Task description –
Your answer should be each line of the entries that contains the word "consumed", copied in full.

[Opening Material shown section]

//! Directory backing writer: translate incoming sector writes into native
//! filesystem operations.

use std::fs::{self, OpenOptions};
use std::io::{Seek, SeekFrom, Write};

use log::{debug, info, warn};

use crate::dpb::{self, SECTOR_SIZE};
use crate::error::Result;
use crate::extent::{self, Extent};

use super::{DirectoryBacking, PendingBlock};

pub(super) fn write_sector(
    backing: &mut DirectoryBacking,
    track: u16,
    sector: u8,
    data: &[u8; SECTOR_SIZE],
) -> Result<()> {
    if track < backing.dpb.boot_tracks {
        return write_boot(backing, track, sector, data);
    }

    let linear = dpb::linear(&backing.dpb, &backing.interleave, track, sector)?;
    if linear < backing.directory_sectors() {
        return check_dir_sec(backing, linear, data);
    }

    write_data_sector(backing, linear, data)
}

fn write_boot(
    backing: &DirectoryBacking,
    track: u16,
    sector: u8,
    data: &[u8; SECTOR_SIZE],
) -> Result<()> {
    let path = backing.root.join("$BOOT");
    let mut file = OpenOptions::new().write(true).create(true).open(&path)?;
    let offset = (track as u64 * backing.dpb.sectors_per_track as u64 + sector as u64 - 1)
        * SECTOR_SIZE as u64;
    file.seek(SeekFrom::Start(offset))?;
    file.write_all(data)?;
    Ok(())
}

fn decode_slot(backing: &DirectoryBacking, slot: usize) -> Extent {
    let wide = backing.dpb.wide_pointers();
    let mut raw = [0u8; extent::EXTENT_SIZE];
    raw.copy_from_slice(
        &backing.dirdata[slot * extent::EXTENT_SIZE..(slot + 1) * extent::EXTENT_SIZE],
    );
    Extent::decode(&raw, wide)
}

fn check_dir_sec(backing: &mut DirectoryBacking, linear: i64, incoming: &[u8; SECTOR_SIZE]) -> Result<()> {
    let sector_start = linear as usize * SECTOR_SIZE;
    let old_sector = &backing.dirdata[sector_start..sector_start + SECTOR_SIZE];
    let extents_per_sector = SECTOR_SIZE / extent::EXTENT_SIZE;

    let mut changed_slot = None;
    for i in 0..extents_per_sector {
        let chunk_start = i * extent::EXTENT_SIZE;
        let chunk_end = chunk_start + extent::EXTENT_SIZE;
        if old_sector[chunk_start..chunk_end] != incoming[chunk_start..chunk_end] {
            changed_slot = Some(sector_start / extent::EXTENT_SIZE + i);
            break;
        }
    }

    let Some(slot) = changed_slot else {
        debug!("directory sector {linear}: no change");
        return Ok(());
    };

    let old = decode_slot(backing, slot);
    let wide = backing.dpb.wide_pointers();
    let mut raw = [0u8; extent::EXTENT_SIZE];
    let chunk_off = (slot * extent::EXTENT_SIZE) - sector_start;
    raw.copy_from_slice(&incoming[chunk_off..chunk_off + extent::EXTENT_SIZE]);
    let new = Extent::decode(&raw, wide);

    let old_deleted = old.is_deleted();
    let new_deleted = new.is_deleted();

    if !old_deleted && new_deleted && new.x_num() == 0 {
        remove_native_file(backing, old.user, &old.file);
    } else if !old_deleted && new_deleted && new.x_num() > 0 {
        debug!("logical-extent-delete, no fs action");
    } else if old_deleted && !new_deleted && new.x_num() == 0 {
        create_exclusive(backing, new.user, &new.file)?;
    } else if old_deleted && !new_deleted && new.x_num() > 0 {
        debug!("logical-extent-add, no fs action");
    } else if new.file != old.file && new.x_num() == 0 {
        rename_native_file(backing, old.user, &old.file, new.user, &new.file)?;
    } else if new.file != old.file && new.x_num() > 0 {
        debug!("logical-extent-rename, no fs action");
    } else {
        commit_blocks(backing, &old, &new)?;
    }

    backing.dirdata[sector_start..sector_start + SECTOR_SIZE].copy_from_slice(incoming);
    backing.reparse_directory();
    Ok(())
}

fn remove_native_file(backing: &mut DirectoryBacking, user: u8, file: &extent::FixedName) {
    if let Some(path) = backing.path_index.remove(&(user, *file)) {
        if let Err(e) = fs::remove_file(&path) {
            warn!("failed to delete {}: {e}", path.display());
        } else {
            info!("deleted {}", path.display());
        }
    }
}

fn create_exclusive(backing: &mut DirectoryBacking, user: u8, file: &extent::FixedName) -> Result<()> {
    let user_dir = backing.root.join(user.to_string());
    fs::create_dir_all(&user_dir)?;
    let path = user_dir.join(file.display_trimmed());
    OpenOptions::new().write(true).create_new(true).open(&path).or_else(|e| {
        if e.kind() == std::io::ErrorKind::AlreadyExists {
            Ok(fs::File::create(&path)?)
        } else {
            Err(e)
        }
    })?;
    backing.path_index.insert((user, *file), path.clone());
    info!("created {}", path.display());
    Ok(())
}

fn rename_native_file(
    backing: &mut DirectoryBacking,
    old_user: u8,
    old_file: &extent::FixedName,
    new_user: u8,
    new_file: &extent::FixedName,
) -> Result<()> {
    let Some(old_path) = backing.path_index.remove(&(old_user, *old_file)) else {
        warn!("rename source {} not tracked", old_file.display_trimmed());
        return Ok(());
    };
    let new_dir = backing.root.join(new_user.to_string());
    fs::create_dir_all(&new_dir)?;
    let new_path = new_dir.join(new_file.display_trimmed());
    fs::rename(&old_path, &new_path)?;
    backing.path_index.insert((new_user, *new_file), new_path.clone());
    info!("renamed {} -> {}", old_path.display(), new_path.display());
    Ok(())
}

fn commit_blocks(backing: &mut DirectoryBacking, old: &Extent, new: &Extent) -> Result<()> {
    backing.pending.sort_by_key(|p| p.linear_sector);

    let records_per_block = backing.dpb.records_per_block() as i64;
    let path = backing
        .path_index
        .get(&(new.user, new.file))
        .cloned()
        .ok_or_else(|| crate::error::EngineError::UnrecognizedBacking { path: backing.root.clone() })?;

    let first_block_in_model = backing
        .directory
        .get(new.user, &new.file)
        .and_then(|r| r.first_block());

    let mut file = OpenOptions::new().write(true).read(true).open(&path)?;
    let mut consumed = vec![false; backing.pending.len()];

    for (slot_idx, &pointer) in new.pointers.iter().enumerate() {
        let old_pointer = old.pointers.get(slot_idx).copied().unwrap_or(0);
        if pointer == 0 || pointer == old_pointer {
            continue;
        }

        let match_idx = backing.pending.iter().position(|p| p.block == pointer);
        let Some(idx) = match_idx else {
            warn!("block-commit: no buffered data for block {pointer}");
            continue;
        };

        let buf = backing.pending[idx].clone();
        let pos = if new.x_num() == 0 {
            (buf.linear_sector - new.pointers[0] as i64 * records_per_block) * SECTOR_SIZE as i64
        } else {
            let base = first_block_in_model.unwrap_or(pointer) as i64;
            (buf.linear_sector - base * records_per_block) * SECTOR_SIZE as i64
        };

        file.seek(SeekFrom::Start(pos.max(0) as u64))?;
        file.write_all(&buf.data)?;
        consumed[idx] = true;
    }

    let leftover: Vec<&PendingBlock> = backing
        .pending
        .iter()
        .zip(consumed.iter())
        .filter(|(_, &c)| !c)
        .map(|(p, _)| p)
        .collect();
    for p in &leftover {
        warn!("unused pending data for block {} discarded", p.block);
    }

    backing.pending.clear();
    Ok(())
}

fn write_data_sector(backing: &mut DirectoryBacking, linear: i64, data: &[u8; SECTOR_SIZE]) -> Result<()> {
    let block = dpb::block_of(&backing.dpb, linear) as u16;
    let records_per_block = backing.dpb.records_per_block() as i64;

    if let Some((user, file)) = backing.directory.owner_of_block(block) {
        if let (Some(rec), Some(path)) = (
            backing.directory.get(user, &file).cloned(),
            backing.path_index.get(&(user, file)).cloned(),
        ) {
            if let Some(first_block) = rec.first_block() {
                let pos = (linear - first_block as i64 * records_per_block) * SECTOR_SIZE as i64;
                let mut file_handle = OpenOptions::new().write(true).open(&path)?;
                file_handle.seek(SeekFrom::Start(pos.max(0) as u64))?;
                file_handle.write_all(data)?;
                return Ok(());
            }
        }
    }

    backing.pending.push(PendingBlock { linear_sector: linear, block, data: *data });
    Ok(())
}

#[cfg(test)]
mod tests {
    use super::*;
    use crate::dpb::Dpb;
    use crate::extent::FixedName;
    use std::fs;

    fn dir_sector_for(backing: &DirectoryBacking) -> (u16, u8) {
        // First directory sector is linear 0; translate back to (track, sector).
        let phys = backing.interleave.physical(0);
        (backing.dpb.boot_tracks, phys)
    }

    #[test]
    fn create_file_from_empty_directory_slot() {
        let dir = tempfile::tempdir().unwrap();
        fs::create_dir(dir.path().join("0")).unwrap();
        let mut backing = DirectoryBacking::mount(dir.path(), Dpb::floppy_8in()).unwrap();

        let mut sector = [0xE5u8; SECTOR_SIZE];
        let ext = Extent {
            user: 0,
            file: FixedName::from_parts("NEW", "TXT"),
            xl: 0,
            bc: 0,
            xh: 0,
            rc: 0,
            pointers: vec![0; 16],
        };
        sector[0..32].copy_from_slice(&ext.encode(false));

        let (track, sec) = dir_sector_for(&backing);
        backing.write_sector(track, sec, &sector).unwrap();

        assert!(dir.path().join("0").join("NEW.TXT").exists());
    }

    #[test]
    fn delete_file_when_user_byte_cleared() {
        let dir = tempfile::tempdir().unwrap();
        let user0 = dir.path().join("0");
        fs::create_dir(&user0).unwrap();
        fs::write(user0.join("OLD.TXT"), b"x").unwrap();
        let mut backing = DirectoryBacking::mount(dir.path(), Dpb::floppy_8in()).unwrap();

        let (track, sec) = dir_sector_for(&backing);
        let old_sector = backing.read_sector(track, sec).unwrap();
        let mut new_sector = old_sector;
        new_sector[0] = 0xE5;

        backing.write_sector(track, sec, &new_sector).unwrap();
        assert!(!user0.join("OLD.TXT").exists());
    }

    #[test]
    fn rename_file_when_name_field_changes() {
        let dir = tempfile::tempdir().unwrap();
        let user0 = dir.path().join("0");
        fs::create_dir(&user0).unwrap();
        fs::write(user0.join("OLD.TXT"), b"x").unwrap();
        let mut backing = DirectoryBacking::mount(dir.path(), Dpb::floppy_8in()).unwrap();

        let (track, sec) = dir_sector_for(&backing);
        let old_sector = backing.read_sector(track, sec).unwrap();
        let old_ext = decode_slot(&backing, 0);
        let mut new_ext = old_ext.clone();
        new_ext.file = FixedName::from_parts("NEW", "TXT");
        let mut new_sector = old_sector;
        new_sector[0..32].copy_from_slice(&new_ext.encode(false));

        backing.write_sector(track, sec, &new_sector).unwrap();
        assert!(!user0.join("OLD.TXT").exists());
        assert!(user0.join("NEW.TXT").exists());
    }

    #[test]
    fn no_change_is_a_noop() {
        let dir = tempfile::tempdir().unwrap();
        fs::create_dir(dir.path().join("0")).unwrap();
        let mut backing = DirectoryBacking::mount(dir.path(), Dpb::floppy_8in()).unwrap();
        let (track, sec) = dir_sector_for(&backing);
        let sector = backing.read_sector(track, sec).unwrap();
        backing.write_sector(track, sec, &sector).unwrap();
    }
}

[Closing Material shown section]

Worked solution –
    let mut consumed = vec![false; backing.pending.len()];
        consumed[idx] = true;
        .zip(consumed.iter())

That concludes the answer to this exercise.